(Items from a data source)
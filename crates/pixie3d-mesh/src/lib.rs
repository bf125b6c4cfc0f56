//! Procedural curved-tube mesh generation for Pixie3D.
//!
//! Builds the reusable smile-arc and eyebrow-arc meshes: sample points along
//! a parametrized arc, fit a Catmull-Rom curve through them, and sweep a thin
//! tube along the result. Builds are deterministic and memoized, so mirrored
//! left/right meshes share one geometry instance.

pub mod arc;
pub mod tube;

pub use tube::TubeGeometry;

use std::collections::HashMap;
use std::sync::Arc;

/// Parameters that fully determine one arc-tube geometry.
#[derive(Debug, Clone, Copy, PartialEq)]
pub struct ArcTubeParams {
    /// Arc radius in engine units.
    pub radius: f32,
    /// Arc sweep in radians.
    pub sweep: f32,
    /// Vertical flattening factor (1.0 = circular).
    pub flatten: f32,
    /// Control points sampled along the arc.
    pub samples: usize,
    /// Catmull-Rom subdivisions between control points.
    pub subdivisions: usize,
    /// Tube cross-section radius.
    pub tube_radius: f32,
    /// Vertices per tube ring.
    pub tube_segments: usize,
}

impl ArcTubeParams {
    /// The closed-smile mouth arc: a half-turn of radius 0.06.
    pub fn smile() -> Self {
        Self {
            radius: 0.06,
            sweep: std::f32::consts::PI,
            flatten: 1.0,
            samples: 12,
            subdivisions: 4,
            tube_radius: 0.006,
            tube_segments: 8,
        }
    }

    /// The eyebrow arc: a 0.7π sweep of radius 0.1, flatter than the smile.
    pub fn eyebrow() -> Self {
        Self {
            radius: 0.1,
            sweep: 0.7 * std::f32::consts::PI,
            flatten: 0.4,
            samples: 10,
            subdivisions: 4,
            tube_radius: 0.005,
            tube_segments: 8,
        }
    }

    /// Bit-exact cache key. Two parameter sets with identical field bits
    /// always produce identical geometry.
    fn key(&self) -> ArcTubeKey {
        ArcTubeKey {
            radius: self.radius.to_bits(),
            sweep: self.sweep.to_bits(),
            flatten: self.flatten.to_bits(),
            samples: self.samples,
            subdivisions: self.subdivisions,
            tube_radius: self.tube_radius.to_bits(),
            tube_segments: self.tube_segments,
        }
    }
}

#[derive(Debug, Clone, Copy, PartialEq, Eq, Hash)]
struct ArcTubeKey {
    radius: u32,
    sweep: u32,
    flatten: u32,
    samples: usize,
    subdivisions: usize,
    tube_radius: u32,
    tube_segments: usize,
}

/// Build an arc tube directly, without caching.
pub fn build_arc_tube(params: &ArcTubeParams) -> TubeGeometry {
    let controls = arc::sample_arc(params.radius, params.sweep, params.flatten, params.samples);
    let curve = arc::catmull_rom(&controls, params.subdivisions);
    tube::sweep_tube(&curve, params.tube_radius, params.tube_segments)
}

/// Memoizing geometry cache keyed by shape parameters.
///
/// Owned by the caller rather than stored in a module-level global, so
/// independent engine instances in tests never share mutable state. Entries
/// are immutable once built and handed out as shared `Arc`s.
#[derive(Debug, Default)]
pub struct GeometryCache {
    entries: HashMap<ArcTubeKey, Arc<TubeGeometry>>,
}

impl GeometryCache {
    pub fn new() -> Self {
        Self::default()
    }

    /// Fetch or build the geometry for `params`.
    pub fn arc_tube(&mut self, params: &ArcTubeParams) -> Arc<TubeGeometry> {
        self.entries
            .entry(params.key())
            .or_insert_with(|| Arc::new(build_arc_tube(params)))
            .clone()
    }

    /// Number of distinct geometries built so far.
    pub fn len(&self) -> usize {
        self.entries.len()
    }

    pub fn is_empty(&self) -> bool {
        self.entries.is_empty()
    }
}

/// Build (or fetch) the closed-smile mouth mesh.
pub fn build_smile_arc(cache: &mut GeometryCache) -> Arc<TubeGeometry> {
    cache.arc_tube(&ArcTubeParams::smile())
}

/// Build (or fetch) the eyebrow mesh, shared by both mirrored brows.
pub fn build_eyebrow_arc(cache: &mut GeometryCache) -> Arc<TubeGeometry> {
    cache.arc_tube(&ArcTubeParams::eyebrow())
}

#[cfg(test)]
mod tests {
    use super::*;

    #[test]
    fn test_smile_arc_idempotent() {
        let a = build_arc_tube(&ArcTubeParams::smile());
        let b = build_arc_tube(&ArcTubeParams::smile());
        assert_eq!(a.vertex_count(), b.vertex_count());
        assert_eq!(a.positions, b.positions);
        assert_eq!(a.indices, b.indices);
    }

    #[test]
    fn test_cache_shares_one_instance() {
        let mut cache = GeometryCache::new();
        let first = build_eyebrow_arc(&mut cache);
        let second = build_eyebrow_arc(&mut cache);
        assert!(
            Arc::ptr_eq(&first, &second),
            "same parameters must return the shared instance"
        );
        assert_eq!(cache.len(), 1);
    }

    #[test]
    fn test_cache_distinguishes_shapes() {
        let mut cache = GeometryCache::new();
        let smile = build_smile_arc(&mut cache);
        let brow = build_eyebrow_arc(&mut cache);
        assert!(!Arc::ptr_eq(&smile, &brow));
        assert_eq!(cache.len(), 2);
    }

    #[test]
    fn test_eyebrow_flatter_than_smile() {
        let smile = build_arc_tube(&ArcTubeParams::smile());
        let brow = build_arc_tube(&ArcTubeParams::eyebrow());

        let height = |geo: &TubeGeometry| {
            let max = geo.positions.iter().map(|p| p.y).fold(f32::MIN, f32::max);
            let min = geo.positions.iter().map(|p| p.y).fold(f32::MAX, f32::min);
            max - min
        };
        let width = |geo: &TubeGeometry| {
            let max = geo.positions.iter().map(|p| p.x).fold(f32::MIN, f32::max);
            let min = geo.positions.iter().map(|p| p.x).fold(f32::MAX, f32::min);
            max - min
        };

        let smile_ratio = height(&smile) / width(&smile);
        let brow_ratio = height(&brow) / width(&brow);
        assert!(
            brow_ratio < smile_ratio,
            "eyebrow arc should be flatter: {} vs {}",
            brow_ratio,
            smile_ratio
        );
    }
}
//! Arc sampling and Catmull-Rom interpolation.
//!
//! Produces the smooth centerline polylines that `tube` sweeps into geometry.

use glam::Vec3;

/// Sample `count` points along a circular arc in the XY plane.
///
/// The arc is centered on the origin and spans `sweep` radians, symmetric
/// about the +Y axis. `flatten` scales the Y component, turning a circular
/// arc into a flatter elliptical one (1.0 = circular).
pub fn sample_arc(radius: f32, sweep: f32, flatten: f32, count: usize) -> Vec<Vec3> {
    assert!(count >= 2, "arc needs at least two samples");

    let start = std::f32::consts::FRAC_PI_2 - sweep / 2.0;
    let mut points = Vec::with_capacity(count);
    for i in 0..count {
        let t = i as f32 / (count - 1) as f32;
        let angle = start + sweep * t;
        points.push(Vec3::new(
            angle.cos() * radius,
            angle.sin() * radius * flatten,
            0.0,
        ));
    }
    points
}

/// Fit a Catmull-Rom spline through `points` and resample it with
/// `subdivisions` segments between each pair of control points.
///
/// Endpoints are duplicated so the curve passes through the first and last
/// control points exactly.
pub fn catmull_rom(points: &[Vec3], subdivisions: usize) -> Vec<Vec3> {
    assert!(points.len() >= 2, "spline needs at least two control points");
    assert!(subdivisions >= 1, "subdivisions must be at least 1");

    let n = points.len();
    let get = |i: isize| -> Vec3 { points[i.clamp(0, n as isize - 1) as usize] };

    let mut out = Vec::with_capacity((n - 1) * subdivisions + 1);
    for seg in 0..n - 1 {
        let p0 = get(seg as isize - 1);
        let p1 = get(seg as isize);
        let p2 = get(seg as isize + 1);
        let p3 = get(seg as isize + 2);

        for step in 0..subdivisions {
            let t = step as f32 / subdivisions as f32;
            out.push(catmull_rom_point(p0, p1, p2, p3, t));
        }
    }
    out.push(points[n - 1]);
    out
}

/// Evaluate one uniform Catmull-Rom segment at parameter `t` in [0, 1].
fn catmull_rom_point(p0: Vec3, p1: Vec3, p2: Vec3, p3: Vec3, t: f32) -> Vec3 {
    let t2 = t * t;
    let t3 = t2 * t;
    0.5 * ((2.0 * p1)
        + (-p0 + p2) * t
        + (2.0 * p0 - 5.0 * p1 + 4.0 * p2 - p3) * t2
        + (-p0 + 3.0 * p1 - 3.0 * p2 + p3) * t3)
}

**Task directions:** Return, exactly, the lines from the first line of the records above to the line containing "between control points.", both included.

**Response box:**
filename crates/pixie3d-mesh/src/lib.rs
repository bf125b6c4cfc0f56
//! Procedural curved-tube mesh generation for Pixie3D.
//!
//! Builds the reusable smile-arc and eyebrow-arc meshes: sample points along
//! a parametrized arc, fit a Catmull-Rom curve through them, and sweep a thin
//! tube along the result. Builds are deterministic and memoized, so mirrored
//! left/right meshes share one geometry instance.

pub mod arc;
pub mod tube;

pub use tube::TubeGeometry;

use std::collections::HashMap;
use std::sync::Arc;

/// Parameters that fully determine one arc-tube geometry.
#[derive(Debug, Clone, Copy, PartialEq)]
pub struct ArcTubeParams {
    /// Arc radius in engine units.
    pub radius: f32,
    /// Arc sweep in radians.
    pub sweep: f32,
    /// Vertical flattening factor (1.0 = circular).
    pub flatten: f32,
    /// Control points sampled along the arc.
    pub samples: usize,
    /// Catmull-Rom subdivisions between control points.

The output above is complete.